Fencing, tightened security at US Capitol staying in place for now

The Capitol has been closed to the public since last spring because of the Covid-19 pandemic. PHOTO: AFP

WASHINGTON (BLOOMBERG) - The razor wire-topped fences and National Guard patrols in place around the US Capitol grounds since the Jan 6 mob attack will remain for the time being despite agitation among many lawmakers for the complex to be reopened to the public.

Capitol officials who briefed senators on security Wednesday (Feb 24) provided no timetable for when the extra security measures, including National Guard troops, would be eased, lawmakers said.

"I am very interested in a plan to move as quickly as possible to have the Capitol again be a place where the public is welcome," said Mr Tim Kaine, a Virginia Democrat. "I just think it sends kind of a bad message about our country to have our Capitol surrounded by razor wire."

He and other senators said they didn't hear in the private briefing call any general plan for easing restrictions, which also include street closures in the area.
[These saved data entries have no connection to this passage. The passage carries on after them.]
pub mod menu;
pub mod panel;

use std::io::Write;

pub use menu::{MenuLists, MenuModel};
pub use panel::PanelLabel;

/// Receives every UI update the orchestrator produces
pub trait UiSink: Send {
    fn update_menu(&mut self, menu: &MenuModel);
    fn update_panel_label(&mut self, label: &PanelLabel);
    fn update_lists(&mut self, lists: &MenuLists);
}

/// Headless sink: prints the panel label whenever it changes and logs the rest
#[derive(Debug, Default)]
pub struct ConsoleSink {
    last_label: Option<PanelLabel>,
}

impl ConsoleSink {
    pub fn new() -> Self {
        Self::default()
    }
}

impl UiSink for ConsoleSink {
    fn update_menu(&mut self, menu: &MenuModel) {
        tracing::debug!("Menu: {} ({:?})", menu.header, menu.actions);
        if let Some(notice) = &menu.update_notice {
            tracing::debug!("Update notice: {}", notice);
        }
    }

    fn update_panel_label(&mut self, label: &PanelLabel) {
        if self.last_label.as_ref() == Some(label) {
            return;
        }

        let line = match &label.detail {
            Some(detail) => format!("{} | {}", label.text, detail),
            None => label.text.clone(),
        };
        let mut stdout = std::io::stdout().lock();
        if let Err(e) = writeln!(stdout, "{}", line).and_then(|_| stdout.flush()) {
            tracing::warn!("Could not write panel label: {}", e);
        }
        self.last_label = Some(label.clone());
    }

    fn update_lists(&mut self, lists: &MenuLists) {
        tracing::info!(
            "Lists rebuilt: {} countries, cities for {}, servers for {}",
            lists.countries.len(),
            lists.cities.len(),
            lists.servers.len()
        );
    }
}

#[cfg(test)]
pub(crate) mod tests {
    use super::*;
    use std::sync::{Arc, Mutex};

    /// Sink that keeps everything it is given, shared with the test body
    #[derive(Clone, Default)]
    pub(crate) struct RecordingSink {
        pub menus: Arc<Mutex<Vec<MenuModel>>>,
        pub labels: Arc<Mutex<Vec<PanelLabel>>>,
        pub lists: Arc<Mutex<Vec<MenuLists>>>,
    }

    impl UiSink for RecordingSink {
        fn update_menu(&mut self, menu: &MenuModel) {
            self.menus.lock().unwrap().push(menu.clone());
        }

        fn update_panel_label(&mut self, label: &PanelLabel) {
            self.labels.lock().unwrap().push(label.clone());
        }

        fn update_lists(&mut self, lists: &MenuLists) {
            self.lists.lock().unwrap().push(lists.clone());
        }
    }
}
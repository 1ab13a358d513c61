use serde::Serialize;
use std::collections::BTreeMap;

use crate::config::Settings;
use crate::state::{DisplayState, StatusLabel};
use crate::vpn::parser::{StatusRecord, NOT_AVAILABLE};

#[derive(Debug, Clone, Copy, PartialEq, Eq, Serialize)]
pub enum MenuAction {
    Connect,
    Disconnect,
    Login,
    Logout,
}

/// Content of the status menu for one display state
#[derive(Debug, Clone, PartialEq, Eq, Serialize)]
pub struct MenuModel {
    pub display: DisplayState,
    pub header: String,
    pub details: Vec<(String, String)>,
    pub actions: Vec<MenuAction>,
    pub update_notice: Option<String>,
}

impl MenuModel {
    pub fn build(display: &DisplayState, record: &StatusRecord, settings: &Settings) -> Self {
        let state = display.state();
        let d = &display.descriptor;

        let mut details = Vec::new();
        if state == StatusLabel::Connected {
            for (name, value) in [
                ("Country", &record.country),
                ("City", &record.city),
                ("Server", &record.current_server),
                ("IP", &record.server_ip),
                ("Technology", &record.current_tech),
                ("Protocol", &record.current_protocol),
                ("Transfer", &record.transfer),
                ("Uptime", &record.uptime),
            ] {
                if value != NOT_AVAILABLE {
                    details.push((name.to_string(), value.clone()));
                }
            }
        }

        let mut actions = Vec::new();
        if d.can_connect {
            actions.push(MenuAction::Connect);
        }
        if d.can_disconnect {
            actions.push(MenuAction::Disconnect);
        }
        if state == StatusLabel::LoggedOut && settings.showlogin {
            actions.push(MenuAction::Login);
        }
        if record.logged_in && state != StatusLabel::LoggedOut && settings.showlogout {
            actions.push(MenuAction::Logout);
        }

        Self {
            display: *display,
            header: format!("Status: {}", state),
            details,
            actions,
            update_notice: record.update_message.clone(),
        }
    }

    pub fn tooltip(&self) -> String {
        let mut lines = vec![self.header.clone()];
        lines.extend(self.details.iter().map(|(k, v)| format!("{}: {}", k, v)));
        if let Some(notice) = &self.update_notice {
            lines.push(notice.clone());
        }
        lines.join("\n")
    }
}

/// Connection targets offered in the menu, favorites first
#[derive(Debug, Clone, Default, PartialEq, Eq, Serialize)]
pub struct MenuLists {
    pub countries: Vec<String>,
    /// country -> cities
    pub cities: BTreeMap<String, Vec<String>>,
    /// country -> servers
    pub servers: BTreeMap<String, Vec<String>>,
}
The Capitol has been closed to the public since last spring because of the Covid-19 pandemic. Following the Jan 6 riot, in which a mob of then-President Donald Trump's supporters overwhelmed police and rampaged through the building, security was tightened significantly with fencing and National Guard patrols as law enforcement officials look into continuing threats against Congress from extremists.

The chief of the Capitol Police force and two other top congressional officials resigned in the wake of the breach, and multiple congressional inquiries into security failings on Jan 6 are under way.

In prepared testimony for a House hearing Thursday, acting Capitol Police Chief Yogananda Pittman says that intelligence reports on the threat to Congress before the insurrection were "muddled or contradictory."

Members of both parties said they were anxious for things to return to normal and for the National Guard to be sent home.

"I don't think the poor handling of Jan 6 should lead us to punish the public," Mr Kaine said.

"I said there's got to be an end to this thing," said Senator Jim Inhofe of Oklahoma, the top Republican on the Armed Services Committee. "And I haven't heard anything in the presentation that leads me to believe there's going to be an end, or that there's really justification."

Senator Richard Burr, a North Carolina Republican, was even more emphatic, though he said he was unable to join the briefing call because of nomination hearings.

"There's nothing they could have said at that security briefing that would justify having fences and barbed wire," Mr Burr said. "That is a bunch of malarkey. They ought to tear these fences down and send them home today."

Mr Burr was one of seven Republican senators who voted to convict Mr Trump on an article of impeachment charging him with inciting the Jan 6 attack.

Not all senators are ready for the barriers to come down immediately, however.

Senator Mazie Hirono of Hawaii, a Democrat, said the law enforcement officials who conducted the briefing told senators that threats against individuals members of Congress have gone up by 90 per cent.

Ms Hirono also said that domestic terrorists and White supremacists feel "emboldened" to carry out violent attacks." "I think most of us would like to see a day when the fencing and especially the fencing with barbed wire comes down, but there's still a threat out there and as I say they feel quite emboldened now to plot, plan and go dark in communicating with each other," Ms Hirono added.